Ebenso mangelte es oft an den bilateralen Gesprächen, die Michel zur Vorbereitung der EU-Gipfel entweder in Brüssel oder in den Hauptstädten führt. Diese sind hilfreich, um die Positionen auszuloten, die unter den Staaten teils weit auseinander liegen können - ob vor Budgetverhandlungen oder in den Debatten um eine Migrationspolitik. Es geht aber auch oft um eine Palette an Themen, die auf der Tagesordnung des Rates stehen. Mitte Februar etwa geht der EU-Afrika-Gipfel über die Bühne, kurz zuvor ein Sondertreffen, das unter anderem dem Komplex Wachstum und Wettbewerbsfähigkeit gewidmet ist. Das ist denn auch auf die Agenda des Gesprächs mit Nehammer gesetzt.

Heikle Staatsbesuche

Dass Staatsbesuche aber auch ihre Fallstricke haben können, wurde Michel vor einem knappen Jahr wieder einmal bewusst - obwohl der Belgier als langjähriger Minister und Premier sowie Sohn des früheren Außenministers und EU-Kommissars Louis Michel über reichlich diplomatische Erfahrung verfügt. Bei einer Unterredung mit dem türkischen Präsidenten Recep Tayyip Erdogan setzte sich Michel sofort neben den Staatschef - und Kommissionspräsidentin Ursula von der Leyen musste auf einem breiten Sofa etwas abseits Platz nehmen. Empörung und gar Vorwürfe des Sexismus waren in Brüssel die Folge. Michel brauchte einige Zeit, um sich zu einer Entschuldigung durchzuringen.

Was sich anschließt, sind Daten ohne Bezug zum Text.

// SPDX-License-Identifier: PMPL-1.0-or-later
// Copyright (c) 2026 Jonathan D.A. Jewell (hyperpolymath) <jonathan.jewell@open.ac.uk>
//
// Extraction configuration.
//
// A single immutable value built once per run and handed to every component at
// construction. Nothing here is read from process-wide state.

use std::collections::BTreeMap;
use std::path::{Path, PathBuf};

use serde::{Deserialize, Serialize};

use crate::error::{PagesiftError, Result};
use crate::types::{ContentType, EngineKind, PreprocessStep};

/// Settings for the Tesseract command-line engine.
#[derive(Debug, Clone, PartialEq, Serialize, Deserialize)]
#[serde(default)]
pub struct TesseractSettings {
    /// Binary name or absolute path.
    pub binary: String,
    /// Language pack list, `+`-separated.
    pub language: String,
    /// OCR engine mode (`--oem`).
    pub oem: u8,
    /// Page segmentation mode (`--psm`).
    pub psm: u8,
}

impl Default for TesseractSettings {
    fn default() -> Self {
        Self {
            binary: "tesseract".to_owned(),
            language: "rus+eng".to_owned(),
            oem: 3,
            psm: 6,
        }
    }
}

/// Settings for the PaddleOCR engine.
#[derive(Debug, Clone, PartialEq, Serialize, Deserialize)]
#[serde(default)]
pub struct PaddleSettings {
    /// Directory holding the detection, classification, and recognition
    /// ONNX models.
    pub model_dir: Option<PathBuf>,
    /// ONNX Runtime intra-op threads.
    pub threads: usize,
}

impl Default for PaddleSettings {
    fn default() -> Self {
        Self {
            model_dir: None,
            threads: 4,
        }
    }
}

/// Settings for a whole extraction run.
#[derive(Debug, Clone, PartialEq, Serialize, Deserialize)]
#[serde(default)]
pub struct ExtractionConfig {
    /// Minimum trimmed length for text to count as meaningful, and the
    /// native-text length below which a page needs recognition.
    pub min_text_length: usize,
    /// Pages reported below this confidence are listed as problem pages.
    pub confidence_threshold: f64,
    /// Size of each worker pool (classification and extraction).
    pub max_workers: usize,
    /// Rasterisation resolution.
    pub dpi: u32,
    /// Engines to run, in no particular order.
    pub enabled_engines: Vec<EngineKind>,
    /// Engine order used to break scoring ties. Engines missing from this
    /// list rank after the listed ones.
    pub engine_priority: Vec<EngineKind>,
    /// Preprocessing steps per content type. Unmapped types use `mixed`.
    pub preprocessing: BTreeMap<ContentType, Vec<PreprocessStep>>,
    /// Memoise comprehensive results.
    pub use_cache: bool,
    /// Directory for the on-disk cache. `None` keeps the cache in memory.
    pub cache_dir: Option<PathBuf>,
    /// Replace `|` with `I` and `0` with `O` in recognised text.
    pub substitution_cleanup: bool,
    pub tesseract: TesseractSettings,
    pub paddle: PaddleSettings,
    /// Binary used to rasterise PDF pages.
    pub rasterizer_binary: String,
}

/// The built-in preprocessing policy table.
pub fn default_preprocessing() -> BTreeMap<ContentType, Vec<PreprocessStep>> {
    use PreprocessStep::*;
    BTreeMap::from([
        (ContentType::Text, vec![Deskew, NoiseRemoval]),
        (ContentType::Table, vec![Deskew, LineDetection]),
        (
            ContentType::Mixed,
            vec![Deskew, NoiseRemoval, ContrastEnhancement],
        ),
    ])
}

impl Default for ExtractionConfig {
    fn default() -> Self {
        Self {
            min_text_length: 10,
            confidence_threshold: 60.0,
            max_workers: 4,
            dpi: 300,
            enabled_engines: vec![EngineKind::Tesseract, EngineKind::Paddle],
            engine_priority: vec![EngineKind::Tesseract, EngineKind::Paddle],
            preprocessing: default_preprocessing(),
            use_cache: true,
            cache_dir: None,
            substitution_cleanup: false,
            tesseract: TesseractSettings::default(),
            paddle: PaddleSettings::default(),
            rasterizer_binary: "pdftoppm".to_owned(),
        }
    }
}

impl ExtractionConfig {
    /// Parse a JSON document. Missing fields take their defaults.
    pub fn from_json_str(json: &str) -> Result<Self> {
        let config: Self = serde_json::from_str(json)?;
        config.validate()?;
        Ok(config)
    }

    /// Load and validate a JSON configuration file.
    pub fn from_file(path: impl AsRef<Path>) -> Result<Self> {
        let raw = std::fs::read_to_string(path.as_ref())?;
        Self::from_json_str(&raw)
    }

    /// Reject settings no run could use.
    pub fn validate(&self) -> Result<()> {
        if self.dpi == 0 {
            return Err(PagesiftError::Config("dpi must be positive".into()));
        }
        if self.enabled_engines.is_empty() {
            return Err(PagesiftError::Config(
                "at least one recognition engine must be enabled".into(),
            ));
        }
        if !(0.0..=100.0).contains(&self.confidence_threshold) {
            return Err(PagesiftError::Config(format!(
                "confidence_threshold {} outside [0, 100]",
                self.confidence_threshold
            )));
        }
        Ok(())
    }

    /// Worker pool size, never below one.
    pub fn workers(&self) -> usize {
        self.max_workers.max(1)
    }

    /// Tie-break rank of an engine; lower wins.
    pub fn engine_rank(&self, engine: EngineKind) -> usize {
        self.engine_priority
            .iter()
            .position(|e| *e == engine)
            .unwrap_or(self.engine_priority.len())
    }
}

#[cfg(test)]
mod tests {
    use super::*;

    #[test]
    fn defaults_match_documented_values() {
        let config = ExtractionConfig::default();
        assert_eq!(config.min_text_length, 10);
        assert_eq!(config.max_workers, 4);
        assert_eq!(config.dpi, 300);
        assert!(config.use_cache);
        assert!(!config.substitution_cleanup);
        assert!(!config.preprocessing.contains_key(&ContentType::Image));
        assert!(config.validate().is_ok());
    }

    #[test]
    fn partial_json_fills_defaults() {
        let config =
            ExtractionConfig::from_json_str(r#"{"max_workers": 8, "tesseract": {"psm": 3}}"#)
                .unwrap();
        assert_eq!(config.max_workers, 8);
        assert_eq!(config.tesseract.psm, 3);
        assert_eq!(config.tesseract.language, "rus+eng");
        assert_eq!(config.min_text_length, 10);
    }

    #[test]
    fn preprocessing_table_parses_from_json() {
        let config = ExtractionConfig::from_json_str(
            r#"{"preprocessing": {"image": ["deskew", "contrast_enhancement"]}}"#,
        )
        .unwrap();
        assert_eq!(
            config.preprocessing[&ContentType::Image],
            vec![PreprocessStep::Deskew, PreprocessStep::ContrastEnhancement]
        );
    }

    #[test]
    fn validate_rejects_empty_engine_list() {
        let err = ExtractionConfig::from_json_str(r#"{"enabled_engines": []}"#).unwrap_err();
        assert!(matches!(err, PagesiftError::Config(_)));
    }

    #[test]
    fn validate_rejects_out_of_range_threshold() {
        let config = ExtractionConfig {
            confidence_threshold: 120.0,
            ..Default::default()
        };
        assert!(config.validate().is_err());
    }

    #[test]
    fn zero_workers_clamps_to_one() {
        let config = ExtractionConfig {
            max_workers: 0,
            ..Default::default()
        };
        assert_eq!(config.workers(), 1);
    }

    #[test]
    fn unlisted_engine_ranks_last() {
        let config = ExtractionConfig {
            engine_priority: vec![EngineKind::Paddle],
            ..Default::default()
        };
        assert_eq!(config.engine_rank(EngineKind::Paddle), 0);
        assert_eq!(config.engine_rank(EngineKind::Tesseract), 1);
    }
}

Beobachter orten überhaupt eine Rivalität mit von der Leyen, die Michel auch vor wenigen Monaten brüskierte, indem er den Bau von Mauern und Absperrungen an den EU-Außengrenzen indirekt befürwortete - was die EU-Kommission ablehnt. Es mag auch an den Ämtern selbst liegen: Der Rat ist zwar ein mächtiges Gremium, weil es ohne die Regierungen keine Entscheidungen gibt. Doch die Kommission, an deren Spitze von der Leyen steht, verfügt über ein Milliarden-Euro-Budget und tausende Beamte.

Geschlossenheit nötig

Dennoch müssen derzeit alle EU-Institutionen Einigkeit demonstrieren. Denn der Ukraine-Konflikt überschattet etliche Bereiche - und es gilt, gegenüber Russland geschlossen aufzutreten. Dabei überließ Michel in den vergangenen Tagen und Wochen die Wortmeldungen eher von der Leyen und dem EU-Außenbeauftragten, Josep Borrell.

Trotzdem wird wohl auch dieses Thema bei den Treffen in Bratislava und Wien zur Sprache kommen. (czar)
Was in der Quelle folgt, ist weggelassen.